Sein Vater Ernst Reuter war ein sehr populärer sozialdemokratischer Politiker und später ab 1947 Regierender Bürgermeister von Berlin. Seine Mutter Hanna Reuter, geborene Kleinert, war Sekretärin bei der Parteizeitung Vorwärts. Nach der Machtergreifung der Nationalsozialisten musste die Familie ins Exil nach Ankara gehen und Edzard Reuter verbrachte seine Kindheit von 1935 bis 1946 in der Türkei. Seit 1946 ist er Mitglied der SPD.
Nach der Rückkehr begann er 1947 Mathematik und Theoretische Physik an der Berliner Universität (heute Humboldt-Universität) zu studieren, später an der Universität Göttingen. 1949 wechselte er zu Jura an der neu gegründeten Freien Universität Berlin. 1955 legte er das Große Staatsexamen ab. Von 1954 bis 1956 hatte er eine Assistentenstelle an der Universität inne. Nachdem er sich erfolglos bei Daimler-Benz beworben hatte, war er von 1957 bis 1962 in Berlin Prokurist der Ufa und danach Mitglied der Geschäftsleitung der Münchener Bertelsmann Fernsehproduktion.
1964 holte ihn Hanns Martin Schleyer dann doch in die Stuttgarter Zentrale von Daimler-Benz, wo er in den Vorstand aufstieg.
Im Juli 1987 wurde er auf Betreiben von Alfred Herrhausen Nachfolger von Werner Breitschwerdt als Vorstandsvorsitzender der Daimler-Benz AG. Bei seinem Amtsantritt bekannte er sich zu einer "offenen" Unternehmenskultur und nannte als seine Maxime, dass "wir uns gleichrangig gegenüber den Kapitalgebern, gegenüber der Belegschaft und gegenüber der Umwelt verantwortlich fühlen und danach handeln". Sein Wirken als Vorstandsvorsitzender wurde und wird teilweise heftig kritisiert, z. B. von Ekkehard Wenger, Professor für Betriebswirtschaftslehre an der Universität Würzburg.
Im Mai 1995 übergab er an seinen Nachfolger Jürgen Schrempp, der den Kurs des Konzerns änderte. Er gab die Vision des integrierten Technologiekonzerns auf und grenzte sich durch Betonen des Shareholder Values von Reuters Managementphilosophie ab.

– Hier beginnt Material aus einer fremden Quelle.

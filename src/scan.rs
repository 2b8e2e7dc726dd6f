//! 挂接在外部扫描框架上的密度聚合算子。
//!
//! 外部框架对每个索引分区运行一个独立的[DensityScan]，逐条送入记录，
//! 只在记录之间检查[AggregatingScan::is_full]，满了就取出一批编码结果。
//! 合并各分区的部分网格不在这里完成。
use std::collections::HashMap;

use bytes::Bytes;
use tracing::debug;

use crate::{
    codec,
    config::{DensityConfig, DensityOptions},
    feature::{Feature, Schema},
    grid::RenderingGrid,
    render::GeometryRenderer,
    weigher::Weigher,
    Result,
};

/// 外部扫描框架驱动聚合算子的接口
pub trait AggregatingScan {
    /// 每批的编码结果
    type Output;

    /// 累加一条记录
    fn aggregate(&mut self, feature: &Feature);

    /// 当前批是否已满
    fn is_full(&self) -> bool;

    /// 当前批是否还没有任何内容
    fn is_empty(&self) -> bool;

    /// 编码当前批并开始新的一批
    fn encode_result(&mut self) -> Self::Output;
}

/// 聚合算子的生命周期状态
#[derive(Debug, Clone, Copy, PartialEq, Eq)]
pub enum ScanState {
    /// 刚初始化，网格为空
    Initialized,
    /// 正在累加，网格未满
    Accumulating,
    /// 占用的像素数达到批大小
    Full,
    /// 刚刷新过一批，新网格为空
    Encoded,
}

/// 密度聚合算子
///
/// # 示例
///
/// ```rust
/// # fn main() -> geo_density::Result<()> {
/// use std::{collections::HashMap, sync::Arc};
/// use geo::Point;
/// use geo_density::{
///     codec, AttributeDescriptor, AttributeType, DensityConfig, DensityScan, Feature,
///     GeometryBinding, Schema,
/// };
///
/// let schema = Arc::new(Schema::new(
///     "sites",
///     vec![AttributeDescriptor::new("geom", AttributeType::Geometry(GeometryBinding::Point))],
/// ));
/// let options: HashMap<String, String> = [
///     ("envelope".to_string(), "-180,180,-90,90".to_string()),
///     ("grid".to_string(), "2,2".to_string()),
/// ]
/// .into_iter()
/// .collect();
///
/// let mut scan = DensityScan::initialize(&options, &schema, &DensityConfig::default())?;
/// for id in ["a", "b"] {
///     let feature = Feature::new(id, schema.clone(), vec![Some(Point::new(-90., -45.)).into()]);
///     scan.accumulate(&feature);
/// }
/// let snap = *scan.grid().snap();
/// let blob = scan.flush();
/// let points = codec::decode(blob, snap).collect::<geo_density::Result<Vec<_>>>()?;
/// assert_eq!(points.len(), 1);
/// assert_eq!(points[0].weight, 2.0);
/// # Ok(())}
/// ```
#[derive(Debug, Clone)]
pub struct DensityScan {
    renderer: GeometryRenderer,
    grid: RenderingGrid,
    batch_size: usize,
    state: ScanState,
    batches: usize,
}

impl DensityScan {
    /// 由原始选项初始化
    ///
    /// # 错误
    /// 选项缺失或格式错误、模式没有几何属性、权重表达式无法编译时返回错误；
    /// 不会留下部分初始化的算子
    pub fn initialize(
        options: &HashMap<String, String>,
        schema: &Schema,
        config: &DensityConfig,
    ) -> Result<Self> {
        Self::with_options(DensityOptions::parse(options)?, schema, config)
    }

    /// 由已解析的选项初始化；选项中的批大小优先于`config`
    pub fn with_options(
        options: DensityOptions,
        schema: &Schema,
        config: &DensityConfig,
    ) -> Result<Self> {
        let snap = options.snap()?;
        let weigher = Weigher::for_schema(options.weight.as_deref(), schema)?;
        let renderer = GeometryRenderer::for_schema(schema, weigher)?;
        let batch_size = options.batch_size.unwrap_or(config.batch_size).max(1);
        debug!(
            schema = schema.name(),
            renderer = ?renderer.kind(),
            weigher = renderer.weigher().kind(),
            width = snap.width(),
            height = snap.height(),
            batch_size,
            sampling = ?options.sampling,
            operator = "DensityScan",
            "density scan initialized"
        );
        Ok(DensityScan {
            renderer,
            grid: RenderingGrid::new(snap, options.sampling),
            batch_size,
            state: ScanState::Initialized,
            batches: 0,
        })
    }

    /// 把一条记录渲染到当前网格
    pub fn accumulate(&mut self, feature: &Feature) {
        self.renderer.render(&mut self.grid, feature);
        self.state = if self.is_full() {
            ScanState::Full
        } else {
            ScanState::Accumulating
        };
    }

    /// 当前网格占用的像素数是否达到批大小
    pub fn is_full(&self) -> bool {
        self.grid.size() >= self.batch_size
    }

    /// 编码当前网格，并以同样配置的新网格继续
    pub fn flush(&mut self) -> Bytes {
        let next = self.grid.fresh();
        let grid = std::mem::replace(&mut self.grid, next);
        let blob = codec::encode(&grid);
        self.batches += 1;
        self.state = ScanState::Encoded;
        debug!(
            cells = grid.size(),
            bytes = blob.len(),
            batch = self.batches,
            operator = "DensityScan",
            "flushed density batch"
        );
        blob
    }

    pub fn grid(&self) -> &RenderingGrid {
        &self.grid
    }

    pub fn renderer(&self) -> &GeometryRenderer {
        &self.renderer
    }

    pub fn batch_size(&self) -> usize {
        self.batch_size
    }

    pub fn state(&self) -> ScanState {
        self.state
    }

    /// 已刷新的批数
    pub fn batches(&self) -> usize {
        self.batches
    }
}

impl AggregatingScan for DensityScan {
    type Output = Bytes;

    fn aggregate(&mut self, feature: &Feature) {
        self.accumulate(feature);
    }

    fn is_full(&self) -> bool {
        DensityScan::is_full(self)
    }

    fn is_empty(&self) -> bool {
        self.grid.is_empty()
    }

    fn encode_result(&mut self) -> Bytes {
        self.flush()
    }
}

/// 按外部框架的方式驱动一次完整扫描
///
/// 每条记录之后检查是否已满，满了就取出一批；最后一批非空时也会取出。
pub fn run_scan<'a, S, I>(scan: &mut S, features: I) -> Vec<S::Output>
where
    S: AggregatingScan,
    I: IntoIterator<Item = &'a Feature>,
{
    let mut batches = Vec::new();
    for feature in features {
        scan.aggregate(feature);
        if scan.is_full() {
            batches.push(scan.encode_result());
        }
    }
    if !scan.is_empty() {
        batches.push(scan.encode_result());
    }
    batches
}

Im August 1994 brachte sich Reuter in einem SPIEGEL-Interview selbst ins Gespräch für den Posten den Berliner Regierenden Bürgermeisters. Die Berliner Parteien griffen dies jedoch nicht auf.
1998 wurde Reuter Ehrenbürger von Berlin, vor allem aufgrund seines Engagements für den Ausbau des Potsdamer Platzes.
Reuter ist Ehrenvorsitzender des Aufsichtsrats der Bankgesellschaft Berlin und im Vorstand mehrerer kultureller und wissenschaftlicher Förderkreise und Stiftungen.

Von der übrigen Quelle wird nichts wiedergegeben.